Records for this exercise: Begin
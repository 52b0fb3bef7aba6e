//! Shared cluster fixtures for scenario tests.
//!
//! Integration tests are compiled as separate crates (one per top-level file in
//! `tests/`). Placing shared helpers under `tests/common/` avoids creating an
//! additional integration test binary while still allowing reuse via:
//!
//! ```rust
//! #[path = "common/cluster.rs"]
//! mod cluster;
//! ```
#![allow(dead_code, reason = "each test binary uses a subset of the fixtures")]

use std::sync::Arc;
use std::time::Duration;

use hopkube::test_support::InMemoryBackend;
use hopkube::{
    ClusterClient, ClusterOrchestrator, HopChain, HopDescriptor, InfraKind, NodeSpec, Peer,
    Server,
};

/// Privileged password used for every simulated node.
pub const SUDO: &str = "sudo-pw";

/// An orchestrator wired to an in-memory backend with one Kubernetes infra.
pub struct Cluster {
    pub backend: Arc<InMemoryBackend>,
    pub orchestrator: ClusterOrchestrator<Arc<InMemoryBackend>>,
    pub infra: String,
}

/// Servers of a bootstrapped HA cluster.
pub struct HaCluster {
    pub load_balancer: Server,
    pub first_master: Server,
    pub second_master: Server,
    pub worker: Server,
}

impl HaCluster {
    /// Peer handle for the load balancer.
    pub fn lb_peer(&self) -> Peer {
        Peer::new(self.load_balancer.id.clone(), SUDO)
    }

    /// Peer handle for the first master.
    pub fn main_peer(&self) -> Peer {
        Peer::new(self.first_master.id.clone(), SUDO)
    }
}

pub fn cluster() -> Cluster {
    build(None)
}

pub fn cluster_with_timeout(after: Duration) -> Cluster {
    build(Some(after))
}

fn build(timeout: Option<Duration>) -> Cluster {
    let backend = Arc::new(InMemoryBackend::new());
    let infra = backend.seed_infra("prod", InfraKind::Kubernetes);
    let client = ClusterClient::new(Arc::clone(&backend));
    let client = match timeout {
        Some(after) => client.with_operation_timeout(after),
        None => client,
    };
    Cluster {
        orchestrator: ClusterOrchestrator::new(client),
        backend,
        infra,
    }
}

/// Two-hop route to `host` through a shared bastion.
pub fn hops(host: &str) -> HopChain {
    HopChain::direct(HopDescriptor::new("bastion.example", "ops", "bastion-pw"))
        .through(HopDescriptor::new(host, "ubuntu", "node-pw"))
}

/// Node named after its host, as the cluster reports it.
pub fn spec(host: &str) -> NodeSpec {
    NodeSpec::new(host, hops(host), SUDO)
}

/// Bootstraps a load balancer, two masters, and one worker.
pub async fn bootstrap_ha(cluster: &Cluster) -> HaCluster {
    let orchestrator = &cluster.orchestrator;
    let load_balancer = orchestrator
        .install_load_balancer(&cluster.infra, "lb-1", hops("lb-1"))
        .await
        .unwrap_or_else(|err| panic!("install load balancer: {err}"));
    let lb = Peer::new(load_balancer.id.clone(), SUDO);
    let first_master = orchestrator
        .install_first_master(&cluster.infra, spec("master-1"), Some(&lb))
        .await
        .unwrap_or_else(|err| panic!("install first master: {err}"));
    let second_master = orchestrator
        .join_master(&cluster.infra, spec("master-2"), &first_master.id, &lb)
        .await
        .unwrap_or_else(|err| panic!("join master: {err}"));
    let worker = orchestrator
        .join_worker(&cluster.infra, spec("worker-1"), &first_master.id)
        .await
        .unwrap_or_else(|err| panic!("join worker: {err}"));
    HaCluster {
        load_balancer,
        first_master,
        second_master,
        worker,
    }
}
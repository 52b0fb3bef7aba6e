//! Opaque credential handles for hop and registry secrets.
//!
//! Passwords and tokens travel through several layers before they reach the
//! remote executor. [`Credential`] keeps them inside a [`SecretString`] so
//! they are zeroed on drop, never rendered by `Debug`, and only exposed when
//! the request is serialised onto the wire.

use std::fmt;

use secrecy::{ExposeSecret, SecretString};
use serde::{Deserialize, Deserializer, Serialize, Serializer};

const REDACTED: &str = "[REDACTED]";

/// A secret value such as an SSH password or registry token.
pub struct Credential(SecretString);

impl Credential {
    /// Wraps a secret value.
    #[must_use]
    pub fn new(secret: impl Into<String>) -> Self {
        Self(SecretString::from(secret.into()))
    }

    /// Returns `true` when the secret is empty or whitespace only.
    #[must_use]
    pub fn is_blank(&self) -> bool {
        self.0.expose_secret().trim().is_empty()
    }

    /// Exposes the secret for the duration of `f`.
    ///
    /// Callers should not copy the value out of the closure.
    pub fn with_exposed<T>(&self, f: impl FnOnce(&str) -> T) -> T {
        f(self.0.expose_secret())
    }
}

impl Clone for Credential {
    fn clone(&self) -> Self {
        Self::new(self.0.expose_secret().to_owned())
    }
}

impl fmt::Debug for Credential {
    fn fmt(&self, f: &mut fmt::Formatter<'_>) -> fmt::Result {
        f.write_str(REDACTED)
    }
}

impl PartialEq for Credential {
    fn eq(&self, other: &Self) -> bool {
        self.0.expose_secret() == other.0.expose_secret()
    }
}

impl Eq for Credential {}

impl From<&str> for Credential {
    fn from(value: &str) -> Self {
        Self::new(value)
    }
}

impl From<String> for Credential {
    fn from(value: String) -> Self {
        Self::new(value)
    }
}

impl Serialize for Credential {
    fn serialize<S: Serializer>(&self, serializer: S) -> Result<S::Ok, S::Error> {
        serializer.serialize_str(self.0.expose_secret())
    }
}

impl<'de> Deserialize<'de> for Credential {
    fn deserialize<D: Deserializer<'de>>(deserializer: D) -> Result<Self, D::Error> {
        String::deserialize(deserializer).map(Self::new)
    }
}
//! Outcome envelope returned by remote operations.
//!
//! A [`CommandResult`] is recursive: a multi-step remote script reports one
//! nested result per step so failures can be traced to the step that caused
//! them.

use chrono::{DateTime, Utc};
use serde::{Deserialize, Serialize};

const MISSING_DIAGNOSTICS: &str = "remote executor reported failure without diagnostics";

/// Result of a remote command or script.
#[derive(Clone, Debug, Default, Deserialize, PartialEq, Serialize)]
#[serde(rename_all = "camelCase")]
pub struct CommandResult {
    /// Whether the remote executor considers the operation successful.
    pub success: bool,
    /// Human-readable summary.
    #[serde(default, skip_serializing_if = "Option::is_none")]
    pub message: Option<String>,
    /// Error text when the operation failed.
    #[serde(default, skip_serializing_if = "Option::is_none")]
    pub error: Option<String>,
    /// Ordered results of the individual steps.
    #[serde(default, skip_serializing_if = "Vec::is_empty")]
    pub command_results: Vec<CommandResult>,
    /// Raw command output.
    #[serde(default, skip_serializing_if = "Option::is_none")]
    pub output: Option<String>,
    /// Log lines captured while the operation ran.
    #[serde(default, skip_serializing_if = "Vec::is_empty")]
    pub logs: Vec<LogEntry>,
    /// Structured diagnostic payload.
    #[serde(default, skip_serializing_if = "Option::is_none")]
    pub details: Option<serde_json::Value>,
}

/// A single log line attached to a [`CommandResult`].
#[derive(Clone, Debug, Deserialize, Eq, PartialEq, Serialize)]
pub struct LogEntry {
    /// When the line was emitted, if the executor reported it.
    #[serde(default, skip_serializing_if = "Option::is_none")]
    pub timestamp: Option<DateTime<Utc>>,
    /// Severity label such as `info` or `error`.
    #[serde(default, skip_serializing_if = "Option::is_none")]
    pub level: Option<String>,
    /// Log text.
    pub message: String,
}

/// Raised when a failed result carries no diagnostics.
#[derive(Clone, Copy, Debug, Eq, PartialEq)]
pub struct InvariantViolation;

impl CommandResult {
    /// Builds a successful result with a message.
    #[must_use]
    pub fn ok(message: impl Into<String>) -> Self {
        Self {
            success: true,
            message: Some(message.into()),
            ..Self::default()
        }
    }

    /// Builds a failed result with an error.
    #[must_use]
    pub fn failed(error: impl Into<String>) -> Self {
        Self {
            success: false,
            error: Some(error.into()),
            ..Self::default()
        }
    }

    /// Attaches step results.
    #[must_use]
    pub fn with_steps(mut self, steps: Vec<Self>) -> Self {
        self.command_results = steps;
        self
    }

    /// Attaches a structured details payload.
    #[must_use]
    pub fn with_details(mut self, details: serde_json::Value) -> Self {
        self.details = Some(details);
        self
    }

    /// Checks that a failure is explained by `error` or a failed step.
    ///
    /// # Errors
    ///
    /// Returns [`InvariantViolation`] when `success` is false and neither
    /// an error text nor a failed nested step is present.
    pub fn check_invariant(&self) -> Result<(), InvariantViolation> {
        if self.success || self.has_error_text() || self.command_results.iter().any(|r| !r.success)
        {
            return Ok(());
        }
        Err(InvariantViolation)
    }

    /// Returns the result with the failure invariant restored.
    #[must_use]
    pub fn normalised(mut self) -> Self {
        if self.check_invariant().is_err() {
            self.error = Some(
                self.message
                    .clone()
                    .filter(|message| !message.trim().is_empty())
                    .unwrap_or_else(|| MISSING_DIAGNOSTICS.to_owned()),
            );
        }
        self
    }

    /// Returns `true` when the top-level operation failed but at least one
    /// nested step succeeded, meaning the remote side may have changed.
    #[must_use]
    pub fn is_partial(&self) -> bool {
        !self.success && self.command_results.iter().any(|step| step.success)
    }

    /// Failed leaf steps in depth-first order.
    #[must_use]
    pub fn failed_steps(&self) -> Vec<&Self> {
        let mut collected = Vec::new();
        self.collect_leaves(false, &mut collected);
        collected
    }

    /// Successful leaf steps in depth-first order.
    #[must_use]
    pub fn succeeded_steps(&self) -> Vec<&Self> {
        let mut collected = Vec::new();
        self.collect_leaves(true, &mut collected);
        collected
    }

    /// Best human-readable description of the outcome.
    #[must_use]
    pub fn summary(&self) -> String {
        self.error
            .as_deref()
            .filter(|text| !text.trim().is_empty())
            .or(self.message.as_deref())
            .map_or_else(
                || {
                    if self.success {
                        String::from("ok")
                    } else {
                        MISSING_DIAGNOSTICS.to_owned()
                    }
                },
                ToOwned::to_owned,
            )
    }

    fn has_error_text(&self) -> bool {
        self.error.as_deref().is_some_and(|text| !text.trim().is_empty())
    }

    fn collect_leaves<'a>(&'a self, success: bool, out: &mut Vec<&'a Self>) {
        for step in &self.command_results {
            if step.command_results.is_empty() {
                if step.success == success {
                    out.push(step);
                }
            } else {
                step.collect_leaves(success, out);
            }
        }
    }
}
Records for this exercise: End
Exercise description =
All lines above from the one containing "at least one" to the one containing "of the outcome." must be repeated exactly, both lines included, and no others.

Expected answer =
    /// Returns `true` when the top-level operation failed but at least one
    /// nested step succeeded, meaning the remote side may have changed.
    #[must_use]
    pub fn is_partial(&self) -> bool {
        !self.success && self.command_results.iter().any(|step| step.success)
    }

    /// Failed leaf steps in depth-first order.
    #[must_use]
    pub fn failed_steps(&self) -> Vec<&Self> {
        let mut collected = Vec::new();
        self.collect_leaves(false, &mut collected);
        collected
    }

    /// Successful leaf steps in depth-first order.
    #[must_use]
    pub fn succeeded_steps(&self) -> Vec<&Self> {
        let mut collected = Vec::new();
        self.collect_leaves(true, &mut collected);
        collected
    }

    /// Best human-readable description of the outcome.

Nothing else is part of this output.